Knowledge Bank

A single cavity molecular beam maser spectrometer was used to measure the hyperfine structure of the J $=0\to 1$ rotational transition of $CF3D$ and $CF3H$. The resonance linewidth (F.W.H.M.) was approximately 6 kHz. Using (direct) spin-spin interactions calculated from the molecular structure, the hyperfine spectra were least squares fitted with a theoretical energy expression containing the deuteron quadrupole coupling constant, the fluorine spin-rotation interaction constant, and the hydrogen spin-rotation interaction constant. The resultant values are, for $CF3D$:eqQ = 171.1 $\pm$ 2.0 kHz; deuteron spin-rotation = 3.3 $\pm$ 1.0 kHz; fluorine spin-rotation = 4.7 $\pm$ 1.0kHz.
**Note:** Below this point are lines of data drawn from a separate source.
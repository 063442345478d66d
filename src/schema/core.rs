//! Registry of schema definitions keyed by entity name.

use std::collections::HashMap;

use log::info;
use serde_json::Value;

use super::catalog;
use super::types::{Schema, SchemaError, ValidatedRecord};
use super::validator::{RecordValidator, SchemaValidator};

/// Central store of schema definitions.
///
/// The registry is responsible for:
/// - Validating schema definitions at registration time
/// - Maintaining the explicit mapping from collection identifiers to
///   schemas, rejecting collisions
/// - Providing the validate-and-construct operation for raw records
///
/// Registration happens at process start; afterwards the registry is only
/// read, so shared references can be handed to any number of callers.
pub struct SchemaRegistry {
    schemas: HashMap<String, Schema>,
    /// Collection identifier -> owning schema name. This is the mapping
    /// table the storage layer consumes; it is populated explicitly at
    /// registration rather than re-derived from names on every lookup.
    collections: HashMap<String, String>,
}

impl SchemaRegistry {
    /// Creates an empty registry.
    #[must_use]
    pub fn new() -> Self {
        Self {
            schemas: HashMap::new(),
            collections: HashMap::new(),
        }
    }

    /// Creates a registry pre-loaded with the built-in application schemas
    /// (User, Product, Inquiry).
    pub fn with_catalog() -> Result<Self, SchemaError> {
        let mut registry = Self::new();
        for schema in catalog::builtin_schemas() {
            registry.register(schema)?;
        }
        Ok(registry)
    }

    /// Validates and registers a schema definition.
    ///
    /// # Errors
    /// - `InvalidDefinition` if the definition is structurally unsound
    /// - `DuplicateSchema` if the entity name is already registered
    /// - `DuplicateCollection` if a distinct schema already claims the same
    ///   collection identifier (e.g. two names that lowercase identically)
    pub fn register(&mut self, schema: Schema) -> Result<(), SchemaError> {
        SchemaValidator::validate(&schema)?;

        if self.schemas.contains_key(&schema.name) {
            return Err(SchemaError::DuplicateSchema(schema.name.clone()));
        }

        let collection = schema.collection_id();
        if let Some(existing) = self.collections.get(&collection) {
            return Err(SchemaError::DuplicateCollection {
                collection,
                existing: existing.clone(),
            });
        }

        info!(
            "Registered schema '{}' for collection '{}' ({} fields)",
            schema.name,
            collection,
            schema.fields.len()
        );
        self.collections.insert(collection, schema.name.clone());
        self.schemas.insert(schema.name.clone(), schema);
        Ok(())
    }

    /// Retrieves a schema by name.
    pub fn get_schema(&self, schema_name: &str) -> Option<&Schema> {
        self.schemas.get(schema_name)
    }

    /// Checks if a schema exists in the registry.
    pub fn schema_exists(&self, schema_name: &str) -> bool {
        self.schemas.contains_key(schema_name)
    }

    /// Lists all registered schema names.
    pub fn list_schemas(&self) -> Vec<String> {
        self.schemas.keys().cloned().collect()
    }

    /// The storage identifier for a schema's records, if the schema is
    /// registered.
    pub fn collection_id(&self, schema_name: &str) -> Option<String> {
        self.schemas.get(schema_name).map(Schema::collection_id)
    }

    /// The full collection-to-schema mapping table, for the storage layer.
    pub fn collections(&self) -> &HashMap<String, String> {
        &self.collections
    }

    /// Validates raw field data against the named schema and constructs an
    /// immutable record.
    ///
    /// # Errors
    /// - `NotFound` if no schema with that name is registered
    /// - `Validation` carrying every failed field otherwise
    pub fn validate(
        &self,
        schema_name: &str,
        raw_fields: &HashMap<String, Value>,
    ) -> Result<ValidatedRecord, SchemaError> {
        let schema = self
            .schemas
            .get(schema_name)
            .ok_or_else(|| SchemaError::NotFound(schema_name.to_string()))?;

        RecordValidator::new(schema).validate(raw_fields)
    }
}

impl Default for SchemaRegistry {
    fn default() -> Self {
        Self::new()
    }
}
use std::path::{Path, PathBuf};
use std::process::ExitCode;

use anyhow::{Context, Result};
use clap::{Parser, Subcommand, ValueEnum};
use tracing::debug;
use tracing_subscriber::EnvFilter;

use doc_build::config::{self, Config};
use doc_build::driver::Driver;
use doc_build::git;
use doc_build::report::{ColorChoice, Level, Reporter};
use doc_build::tools::ProcessRunner;

#[derive(Parser)]
#[command(
    name = "doc-build",
    version,
    about = "Build a LaTeX document to PDF, converting its SVG images first"
)]
struct Cli {
    #[arg(short, long, global = true, help = "Custom configuration file path")]
    config: Option<PathBuf>,

    #[arg(
        short = 'C',
        long,
        global = true,
        default_value = ".",
        help = "Project root directory"
    )]
    directory: PathBuf,

    #[arg(short, long, global = true, action = clap::ArgAction::Count, help = "More diagnostic output (repeatable)")]
    verbose: u8,

    #[arg(long, global = true, value_enum, default_value_t = Color::Auto, help = "Colour messages")]
    color: Color,

    #[command(subcommand)]
    cmd: Option<Command>,
}

#[derive(Subcommand)]
enum Command {
    /// Build the document (default)
    Build,
    /// Print the working-directory version
    Version {
        #[arg(long, value_enum, default_value_t = VersionFormat::Plain)]
        format: VersionFormat,
    },
    /// Remove the output directory
    Clean,
}

#[derive(Debug, Clone, Copy, ValueEnum)]
enum Color {
    Auto,
    Always,
    Never,
}

impl From<Color> for ColorChoice {
    fn from(color: Color) -> Self {
        match color {
            Color::Auto => ColorChoice::Auto,
            Color::Always => ColorChoice::Always,
            Color::Never => ColorChoice::Never,
        }
    }
}

#[derive(Debug, Clone, Copy, ValueEnum)]
enum VersionFormat {
    /// Working-directory version, e.g. 1.2.3-dev5+deadbeef@
    Plain,
    /// The version tag as (major, minor, micro, letter, number)
    Components,
    /// The version tag as semantic version
    Semver,
}

fn main() -> ExitCode {
    let cli = Cli::parse();

    let default_level = match cli.verbose {
        0 => "warn",
        1 => "info",
        2 => "debug",
        _ => "trace",
    };
    tracing_subscriber::fmt()
        .with_env_filter(
            EnvFilter::try_from_default_env().unwrap_or_else(|_| EnvFilter::new(default_level)),
        )
        .with_writer(std::io::stderr)
        .init();

    let min_level = if cli.verbose > 0 {
        Level::Debug
    } else {
        Level::Info
    };
    let reporter = Reporter::stderr(cli.color.into(), min_level);

    if let Err(e) = run(&cli, &reporter) {
        debug!("{:?}", e);
        reporter.error(format!("{:#}", e));
        return ExitCode::from(1);
    }
    ExitCode::SUCCESS
}

fn run(cli: &Cli, reporter: &Reporter) -> Result<()> {
    let root = cli.directory.as_path();
    let config = config::load_config(cli.config.as_deref(), root).context("load configuration")?;

    match cli.cmd.as_ref().unwrap_or(&Command::Build) {
        Command::Build => build(&config, root, reporter),
        Command::Version { format } => print_version(&config, root, reporter, *format),
        Command::Clean => {
            let runner = ProcessRunner::new();
            let driver = Driver::new(&config, root, &runner, reporter);
            if !driver.clean().context("clean output directory")? {
                reporter.info("nothing to clean");
            }
            Ok(())
        }
    }
}

fn build(config: &Config, root: &Path, reporter: &Reporter) -> Result<()> {
    let runner = ProcessRunner::new();
    let describer = git::describer_for(&config.version, &config.tools.git, root, &runner)
        .context("open repository")?;

    let driver = Driver::new(config, root, &runner, reporter);
    driver.build(describer.as_ref()).context("build document")?;
    Ok(())
}

fn print_version(
    config: &Config,
    root: &Path,
    reporter: &Reporter,
    format: VersionFormat,
) -> Result<()> {
    let runner = ProcessRunner::new();
    let describer = git::describer_for(&config.version, &config.tools.git, root, &runner)
        .context("open repository")?;

    let driver = Driver::new(config, root, &runner, reporter);
    let version = driver
        .resolve_version(describer.as_ref())
        .context("resolve version")?;

    match format {
        VersionFormat::Plain => println!("{}", version),
        VersionFormat::Components => {
            let c = version.components;
            let letter = c
                .pre_letter
                .map(|l| format!("'{}'", l))
                .unwrap_or_else(|| "None".to_string());
            let number = c
                .pre_number
                .map(|n| n.to_string())
                .unwrap_or_else(|| "None".to_string());
            println!("({}, {}, {}, {}, {})", c.major, c.minor, c.micro, letter, number);
        }
        VersionFormat::Semver => println!("{}", version.components.to_semver()),
    }
    Ok(())
}
//! The build sequence: version → version file → images → document → log scan.

use crate::artifact::{write_atomically, ReplacePolicy};
use crate::config::{Config, Layout};
use crate::context::{BuildContext, RedoContext, RedoOutcome, RunSummary, Task};
use crate::domain::WorkingDirectoryVersion;
use crate::error::{BuildError, Result};
use crate::git::Describe;
use crate::images::{converted_path, discover_images, ConvertImageTask, ImageFilter};
use crate::latex::{compile_to_fixed_point, count_log_warnings, CompileOutcome, LatexTask};
use crate::report::Reporter;
use crate::state::STATE_FILE_NAME;
use crate::tools::ToolRunner;
use std::fs;
use std::path::{Component, Path, PathBuf};
use tracing::{debug, info};

/// Writes the working-directory version as a one-line include file
#[derive(Debug, Clone)]
pub struct VersionFileTask {
    pub output: PathBuf,
    pub wd_version: String,
}

impl VersionFileTask {
    pub fn new(output: impl Into<PathBuf>, wd_version: impl Into<String>) -> Self {
        VersionFileTask {
            output: output.into(),
            wd_version: wd_version.into(),
        }
    }
}

impl Task for VersionFileTask {
    fn name(&self) -> String {
        format!("write {}", self.output.display())
    }

    fn inputs(&self) -> Vec<PathBuf> {
        Vec::new()
    }

    fn outputs(&self) -> Vec<PathBuf> {
        vec![self.output.clone()]
    }

    fn fingerprint(&self) -> String {
        format!("wd_version={}", self.wd_version)
    }

    fn redo(&self, _ctx: &RedoContext<'_>) -> Result<RedoOutcome> {
        let contents = format!("{}\n", self.wd_version);
        write_atomically(&self.output, contents.as_bytes(), ReplacePolicy::KeepIfUnchanged)?;
        Ok(RedoOutcome::default())
    }
}

/// What a build did
#[derive(Debug, Clone, PartialEq)]
pub struct BuildSummary {
    pub version: WorkingDirectoryVersion,
    pub version_file_written: bool,
    pub images: RunSummary,
    pub latex: CompileOutcome,
    pub overfull_warnings: usize,
}

/// Sequences one build of the document
pub struct Driver<'a> {
    config: &'a Config,
    layout: Layout,
    runner: &'a dyn ToolRunner,
    reporter: &'a Reporter,
}

impl<'a> Driver<'a> {
    pub fn new(
        config: &'a Config,
        root: &Path,
        runner: &'a dyn ToolRunner,
        reporter: &'a Reporter,
    ) -> Self {
        Driver {
            config,
            layout: config.layout(root),
            runner,
            reporter,
        }
    }

    pub fn layout(&self) -> &Layout {
        &self.layout
    }

    /// Derive the working-directory version from the repository
    pub fn resolve_version(&self, describer: &dyn Describe) -> Result<WorkingDirectoryVersion> {
        let facts = describer.describe()?;
        debug!(?facts, "describe facts");
        WorkingDirectoryVersion::resolve(
            &facts,
            &self.config.version.tag_prefix,
            self.config.version.hash_length,
        )
    }

    fn image_tasks(&self) -> Result<Vec<ConvertImageTask>> {
        let filter = ImageFilter::new(
            &self.config.images.name_filter,
            &self.config.images.recurse_filter,
        )?;
        let images = discover_images(&self.layout.image_dir, &filter)?;

        Ok(images
            .iter()
            .map(|relative| {
                ConvertImageTask::new(
                    &self.config.tools.inkscape,
                    self.config.tools.inkscape_args.clone(),
                    self.layout.image_dir.join(relative),
                    converted_path(&self.layout.generated_image_dir, relative),
                )
            })
            .collect())
    }

    fn latex_task(&self, image_tasks: &[ConvertImageTask]) -> LatexTask {
        let mut extra_inputs = vec![self.layout.version_file.clone()];
        extra_inputs.extend(image_tasks.iter().map(|t| t.output.clone()));

        LatexTask {
            executable: self.config.tools.pdflatex.clone(),
            toplevel_file: self.layout.toplevel_file.clone(),
            output_file: self.layout.pdf_file.clone(),
            log_file: self.layout.log_file.clone(),
            state_files: self.layout.state_files.clone(),
            input_search_directories: vec![
                self.layout.source_dir.clone(),
                self.layout.generated_dir.clone(),
                self.layout.generated_image_dir.clone(),
            ],
            extra_inputs,
        }
    }

    /// Run the whole build.
    ///
    /// Any failure aborts the remaining steps; artifacts of completed steps
    /// stay in place.
    pub fn build(&self, describer: &dyn Describe) -> Result<BuildSummary> {
        let version = self.resolve_version(describer)?;
        self.reporter
            .info(format!("working directory version: {}", version));

        let state_file = self.layout.output_dir.join(STATE_FILE_NAME);
        let mut ctx = BuildContext::open(&self.layout.root, state_file, self.runner)?
            .with_jobs(self.config.images.jobs);

        let version_task = VersionFileTask::new(&self.layout.version_file, &version.wd_version);
        let version_file_written = ctx.run(&version_task)?;

        let image_tasks = self.image_tasks()?;
        let images = {
            let _cluster = self.reporter.cluster("convert images");
            let tasks: Vec<&dyn Task> = image_tasks.iter().map(|t| t as &dyn Task).collect();
            let summary = ctx.run_all(&tasks)?;
            self.reporter.info(format!(
                "{} converted, {} up to date",
                summary.redone, summary.up_to_date
            ));
            summary
        };

        let latex = {
            let _cluster = self.reporter.cluster("compile document");
            let task = self.latex_task(&image_tasks);
            let outcome = compile_to_fixed_point(
                &mut ctx,
                &task,
                self.config.latex.max_runs,
                self.config.latex.fail_on_unstable,
            )?;
            if outcome.stabilized {
                self.reporter
                    .info(format!("{} run(s) until stable", outcome.runs));
            } else {
                self.reporter.warning(format!(
                    "auxiliary files still changing after {} runs; output accepted",
                    outcome.runs
                ));
            }
            outcome
        };

        let overfull_warnings =
            count_log_warnings(&self.layout.log_file, &self.config.latex.warning_prefix)?;
        if overfull_warnings > 0 {
            self.reporter.warning(format!(
                "number of overfull warnings: {}",
                overfull_warnings
            ));
        }

        info!(version = %version, runs = latex.runs, "build finished");
        self.reporter.info("finished successfully");

        Ok(BuildSummary {
            version,
            version_file_written,
            images,
            latex,
            overfull_warnings,
        })
    }

    /// Remove the output directory. Returns `false` if there was none.
    ///
    /// # Errors
    /// `BuildError::Config` unless the output directory lies strictly below
    /// the project root and outside the source directory.
    pub fn clean(&self) -> Result<bool> {
        let dir = &self.layout.output_dir;
        let inside_root = dir
            .strip_prefix(&self.layout.root)
            .map(|rel| {
                rel.components().next().is_some()
                    && rel.components().all(|c| matches!(c, Component::Normal(_)))
            })
            .unwrap_or(false);
        if !inside_root || self.layout.source_dir.starts_with(dir) {
            return Err(BuildError::config(format!(
                "refusing to remove {}: not an output directory below {}",
                dir.display(),
                self.layout.root.display()
            )));
        }
        if !dir.exists() {
            return Ok(false);
        }
        fs::remove_dir_all(dir)?;
        self.reporter.info(format!("removed {}", dir.display()));
        Ok(true)
    }
}

#[cfg(test)]
mod tests {
    use super::*;
    use crate::tools::MockRunner;

    #[test]
    fn test_clean_refuses_project_root() {
        let dir = tempfile::tempdir().unwrap();
        let source = dir.path().join("doc/dbor.tex");
        fs::create_dir_all(source.parent().unwrap()).unwrap();
        fs::write(&source, "\\documentclass{article}").unwrap();

        let runner = MockRunner::succeeding();
        let reporter = Reporter::silent();
        for output_dir in ["", ".", "doc", ".."] {
            // Bypasses validation, as a hand-built config would
            let mut config = Config::default();
            config.paths.output_dir = PathBuf::from(output_dir);
            let driver = Driver::new(&config, dir.path(), &runner, &reporter);

            let err = driver.clean().unwrap_err();
            assert!(matches!(err, BuildError::Config(_)), "{:?}: {}", output_dir, err);
            assert!(source.is_file());
        }
    }

    #[test]
    fn test_version_file_task_writes_line() {
        let dir = tempfile::tempdir().unwrap();
        let runner = MockRunner::succeeding();
        let output = dir.path().join("out/generated/repo_wd_version.tex");
        let task = VersionFileTask::new(&output, "1.2.3-dev5+deadbeef@");

        let mut ctx = BuildContext::open(dir.path(), dir.path().join("out/.state.toml"), &runner)
            .unwrap();
        assert!(ctx.run(&task).unwrap());
        assert_eq!(
            fs::read_to_string(&output).unwrap(),
            "1.2.3-dev5+deadbeef@\n"
        );
        assert!(!ctx.run(&task).unwrap());

        let changed = VersionFileTask::new(&output, "1.2.4");
        assert!(ctx.run(&changed).unwrap());
        assert_eq!(fs::read_to_string(&output).unwrap(), "1.2.4\n");
    }
}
For $CF3H$, the hydrogen spin-rotation constant is 24.5 $\pm$ 3.0 kHz; the fluorine spin-rotation coupling constant is 5.4 $\pm$ 1.5 kHz. The calculated center frequencies for the rotational transition (no hyperfine splittings) are: $CF3D$ = 19 842 217.8 kHz; $CF3H$ = 20 697 690.2 kHz.